[Start of section]

// SPDX-FileCopyrightText: 2025 The flashcore Authors
// SPDX-License-Identifier: GPL-3.0-or-later

//! MTK BROM / Preloader protocol (stage 1).
//!
//! Entered immediately after the serial port opens. All parameters are
//! big-endian and echo-verified; a status word follows most exchanges,
//! where zero means success.

use std::time::{Duration, Instant};

use bitflags::bitflags;

use crate::checksum::word_sum16;
use crate::error::{Error, FrameError, ProtocolError, Result, TransportError};
use crate::framer::echo::{EchoError, EchoLink};
use crate::proto::{FRAME_TIMEOUT, HANDSHAKE_DEADLINE};
use crate::transport::Transport;

const CMD_GET_HW_SW_VER: u8 = 0xFC;
const CMD_GET_HW_CODE: u8 = 0xFD;
const CMD_GET_TARGET_CONFIG: u8 = 0xD8;
const CMD_READ32: u8 = 0xD1;
const CMD_WRITE32: u8 = 0xD4;
const CMD_JUMP_DA: u8 = 0xD5;
const CMD_SEND_DA: u8 = 0xD7;
const CMD_GET_MEID: u8 = 0xE1;
const CMD_GET_SOC_ID: u8 = 0xE7;

/// Handshake: host writes these, device answers the bitwise complement.
const HANDSHAKE_TX: [u8; 4] = [0xA0, 0x0A, 0x50, 0x05];

/// Per-byte handshake window.
const HANDSHAKE_BYTE_TIMEOUT: Duration = Duration::from_millis(200);

/// Chunk size for the DA payload phase.
const SEND_DA_CHUNK: usize = 0x1000;

bitflags! {
    /// Security configuration reported by `get_target_config`.
    #[derive(Debug, Clone, Copy, PartialEq, Eq, Default)]
    pub struct TargetConfig: u32 {
        /// Secure Boot Control fuse blown.
        const SBC = 1 << 0;
        /// Serial Link Authorization required.
        const SLA = 1 << 1;
        /// Download Agent Authorization required.
        const DAA = 1 << 2;
    }
}

impl TargetConfig {
    pub fn secure_boot(&self) -> bool {
        self.contains(TargetConfig::SBC)
    }
}

/// Identity reported by the BROM/Preloader.
#[derive(Debug, Clone, Default, PartialEq, Eq)]
pub struct MtkDeviceInfo {
    pub hw_code: u16,
    pub hw_sub: u16,
    pub hw_ver: u16,
    pub sw_ver: u16,
    pub target_config: TargetConfig,
    pub meid: Vec<u8>,
    pub soc_id: Vec<u8>,
}

/// BROM/Preloader client.
pub struct Preloader<'a> {
    transport: &'a mut dyn Transport,
}

impl<'a> Preloader<'a> {
    pub fn new(transport: &'a mut dyn Transport) -> Self {
        Preloader { transport }
    }

    fn link(&mut self) -> EchoLink<'_> {
        EchoLink::new(self.transport, FRAME_TIMEOUT)
    }

    /// Run the start-byte handshake.
    ///
    /// The first byte is retried until the BROM wakes up or the handshake
    /// deadline passes; the remaining three are strict.
    pub fn handshake(&mut self) -> Result<()> {
        let deadline = Instant::now() + HANDSHAKE_DEADLINE;
        loop {
            self.transport.drain_input()?;
            self.transport.write_all(&HANDSHAKE_TX[..1])?;
            self.transport.flush()?;
            match self.transport.read_byte(HANDSHAKE_BYTE_TIMEOUT) {
                Ok(b) if b == !HANDSHAKE_TX[0] => break,
                Ok(_) | Err(TransportError::Timeout) => {
                    if Instant::now() >= deadline {
                        return Err(Error::Deadline { stage: "handshake" });
                    }
                }
                Err(e) => return Err(e.into()),
            }
        }
        for (i, &tx) in HANDSHAKE_TX.iter().enumerate().skip(1) {
            self.transport.write_all(&[tx])?;
            self.transport.flush()?;
            let rx = self.transport.read_byte(HANDSHAKE_BYTE_TIMEOUT)?;
            if rx != !tx {
                return Err(FrameError::EchoMismatch {
                    offset: i,
                    wrote: !tx,
                    read: rx,
                }
                .into());
            }
        }
        log::debug!("BROM handshake complete");
        Ok(())
    }

    pub fn get_hw_code(&mut self) -> Result<u16> {
        let mut link = self.link();
        link.echo_u8(CMD_GET_HW_CODE).map_err(Error::from)?;
        let hw_code = link.read_u16().map_err(Error::from)?;
        expect_status(link.read_u16().map_err(Error::from)?)?;
        Ok(hw_code)
    }

    /// Sub-code, hardware version, software version.
    pub fn get_hw_sw_ver(&mut self) -> Result<(u16, u16, u16)> {
        let mut link = self.link();
        link.echo_u8(CMD_GET_HW_SW_VER).map_err(Error::from)?;
        let hw_sub = link.read_u16().map_err(Error::from)?;
        let hw_ver = link.read_u16().map_err(Error::from)?;
        let sw_ver = link.read_u16().map_err(Error::from)?;
        expect_status(link.read_u16().map_err(Error::from)?)?;
        Ok((hw_sub, hw_ver, sw_ver))
    }

    pub fn get_target_config(&mut self) -> Result<TargetConfig> {
        let mut link = self.link();
        link.echo_u8(CMD_GET_TARGET_CONFIG).map_err(Error::from)?;
        let raw = link.read_u32().map_err(Error::from)?;
        expect_status(link.read_u16().map_err(Error::from)?)?;
        Ok(TargetConfig::from_bits_truncate(raw))
    }

    /// ME id, when the chip exposes one.
    pub fn get_meid(&mut self) -> Result<Option<Vec<u8>>> {
        self.read_id(CMD_GET_MEID)
    }

    /// SoC id (serial-number hash), when the chip exposes one.
    pub fn get_soc_id(&mut self) -> Result<Option<Vec<u8>>> {
        self.read_id(CMD_GET_SOC_ID)
    }

    fn read_id(&mut self, cmd: u8) -> Result<Option<Vec<u8>>> {
        let mut link = self.link();
        match link.echo_u8(cmd) {
            Ok(()) => {}
            // Old BROMs do not know the command and stay silent.
            Err(EchoError::Transport(TransportError::Timeout)) => return Ok(None),
            Err(e) => return Err(e.into()),
        }
        let len = link.read_u32().map_err(Error::from)? as usize;
        let id = link.read_bytes(len).map_err(Error::from)?;
        match link.read_u16().map_err(Error::from)? {
            0 => Ok(Some(id)),
            _ => Ok(None),
        }
    }

    pub fn read32(&mut self, addr: u32) -> Result<u32> {
        Ok(self.read32_multi(addr, 1)?[0])
    }

    pub fn read32_multi(&mut self, addr: u32, dwords: u32) -> Result<Vec<u32>> {
        let mut link = self.link();
        link.echo_u8(CMD_READ32).map_err(Error::from)?;
        link.echo_u32(addr).map_err(Error::from)?;
        link.echo_u32(dwords).map_err(Error::from)?;
        expect_status(link.read_u16().map_err(Error::from)?)?;
        let mut values = Vec::with_capacity(dwords as usize);
        for _ in 0..dwords {
            values.push(link.read_u32().map_err(Error::from)?);
        }
        expect_status(link.read_u16().map_err(Error::from)?)?;
        Ok(values)
    }

    pub fn write32(&mut self, addr: u32, value: u32) -> Result<()> {
        self.write32_multi(addr, &[value])
    }

    pub fn write32_multi(&mut self, addr: u32, values: &[u32]) -> Result<()> {
        let mut link = self.link();
        link.echo_u8(CMD_WRITE32).map_err(Error::from)?;
        link.echo_u32(addr).map_err(Error::from)?;
        link.echo_u32(values.len() as u32).map_err(Error::from)?;
        expect_status(link.read_u16().map_err(Error::from)?)?;
        for &v in values {
            link.echo_u32(v).map_err(Error::from)?;
        }
        expect_status(link.read_u16().map_err(Error::from)?)?;
        Ok(())
    }

    /// Upload a Download Agent image to `addr`.
    ///
    /// The BROM acknowledges the range first, then the payload streams
    /// without echo and is confirmed by a ones-complement word checksum.
    pub fn send_da(&mut self, addr: u32, sig_len: u32, data: &[u8]) -> Result<()> {
        let expected = word_sum16(data);
        let mut link = self.link();
        link.echo_u8(CMD_SEND_DA).map_err(Error::from)?;
        link.echo_u32(addr).map_err(Error::from)?;
        link.echo_u32(data.len() as u32).map_err(Error::from)?;
        link.echo_u32(sig_len).map_err(Error::from)?;
        expect_status(link.read_u16().map_err(Error::from)?)?;
        for chunk in data.chunks(SEND_DA_CHUNK) {
            link.write_raw(chunk).map_err(Error::from)?;
        }
        let received = link.read_u16().map_err(Error::from)?;
        if received != expected {
            return Err(FrameError::BadCrc {
                computed: expected,
                received,
            }
            .into());
        }
        match link.read_u16().map_err(Error::from)? {
            0 => Ok(()),
            code => {
                log::warn!("send_da rejected with status {code:#06x}");
                Err(ProtocolError::SignatureRejected.into())
            }
        }
    }

    /// Jump to a previously uploaded DA.
    pub fn jump_da(&mut self, addr: u32) -> Result<()> {
        let mut link = self.link();
        link.echo_u8(CMD_JUMP_DA).map_err(Error::from)?;
        link.echo_u32(addr).map_err(Error::from)?;
        expect_status(link.read_u16().map_err(Error::from)?)?;
        Ok(())
    }

    /// Read the whole identity block in one go.
    pub fn read_device_info(&mut self) -> Result<MtkDeviceInfo> {
        let hw_code = self.get_hw_code()?;
        let (hw_sub, hw_ver, sw_ver) = self.get_hw_sw_ver()?;
        let target_config = self.get_target_config()?;
        let meid = self.get_meid()?.unwrap_or_default();
        let soc_id = self.get_soc_id()?.unwrap_or_default();
        Ok(MtkDeviceInfo {
            hw_code,
            hw_sub,
            hw_ver,
            sw_ver,
            target_config,
            meid,
            soc_id,
        })
    }
}

fn expect_status(status: u16) -> Result<()> {
    if status == 0 {
        Ok(())
    } else {
        Err(ProtocolError::ProtocolAbort(status as u32).into())
    }
}

#[cfg(test)]
mod tests {
    use super::*;
    use crate::transport::testing::{Exchange, ScriptedTransport};

    #[test]
    fn handshake_reads_complements() {
        let mut t = ScriptedTransport::new(vec![
            Exchange::Expect(vec![0xA0]),
            Exchange::Reply(vec![0x5F]),
            Exchange::Expect(vec![0x0A]),
            Exchange::Reply(vec![0xF5]),
            Exchange::Expect(vec![0x50]),
            Exchange::Reply(vec![0xAF]),
            Exchange::Expect(vec![0x05]),
            Exchange::Reply(vec![0xFA]),
        ]);
        Preloader::new(&mut t).handshake().unwrap();
        t.finish();
    }

    #[test]
    fn handshake_mismatch_is_echo_error() {
        let mut t = ScriptedTransport::new(vec![
            Exchange::Expect(vec![0xA0]),
            Exchange::Reply(vec![0x5F]),
            Exchange::Expect(vec![0x0A]),
            Exchange::Reply(vec![0x00]),
        ]);
        match Preloader::new(&mut t).handshake() {
            Err(Error::Frame(FrameError::EchoMismatch { offset: 1, .. })) => {}
            other => panic!("unexpected: {other:?}"),
        }
    }

    #[test]
    fn hw_code_exchange() {
        let mut t = ScriptedTransport::new(vec![
            Exchange::Expect(vec![0xFD]),
            Exchange::Reply(vec![0xFD]),
            Exchange::Reply(vec![0x07, 0x17, 0x00, 0x00]),
        ]);
        assert_eq!(Preloader::new(&mut t).get_hw_code().unwrap(), 0x0717);
        t.finish();
    }

    #[test]
    fn send_da_verifies_checksum() {
        let data = vec![0x11, 0x22, 0x33, 0x44];
        let sum = word_sum16(&data);
        let mut script = vec![
            Exchange::Expect(vec![0xD7]),
            Exchange::Reply(vec![0xD7]),
            Exchange::Expect(0x0020_0000u32.to_be_bytes().to_vec()),
            Exchange::Reply(0x0020_0000u32.to_be_bytes().to_vec()),
            Exchange::Expect(4u32.to_be_bytes().to_vec()),
            Exchange::Reply(4u32.to_be_bytes().to_vec()),
            Exchange::Expect(0u32.to_be_bytes().to_vec()),
            Exchange::Reply(0u32.to_be_bytes().to_vec()),
            Exchange::Reply(vec![0x00, 0x00]),
        ];
        script.push(Exchange::Expect(data.clone()));
        script.push(Exchange::Reply(sum.to_be_bytes().to_vec()));
        script.push(Exchange::Reply(vec![0x00, 0x00]));
        let mut t = ScriptedTransport::new(script);
        Preloader::new(&mut t)
            .send_da(0x0020_0000, 0, &data)
            .unwrap();
        t.finish();
    }

    #[test]
    fn nonzero_status_aborts() {
        let mut t = ScriptedTransport::new(vec![
            Exchange::Expect(vec![0xD5]),
            Exchange::Reply(vec![0xD5]),
            Exchange::Expect(0x1000u32.to_be_bytes().to_vec()),
            Exchange::Reply(0x1000u32.to_be_bytes().to_vec()),
            Exchange::Reply(vec![0x1D, 0x0C]),
        ]);
        match Preloader::new(&mut t).jump_da(0x1000) {
            Err(Error::Protocol(ProtocolError::ProtocolAbort(0x1D0C))) => {}
            other => panic!("unexpected: {other:?}"),
        }
    }
}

[End of section]

**Instructions to follow:**
Give the number of lines in the records that contain the string "stage", and write nothing besides that number.

**Solved exercise:**
2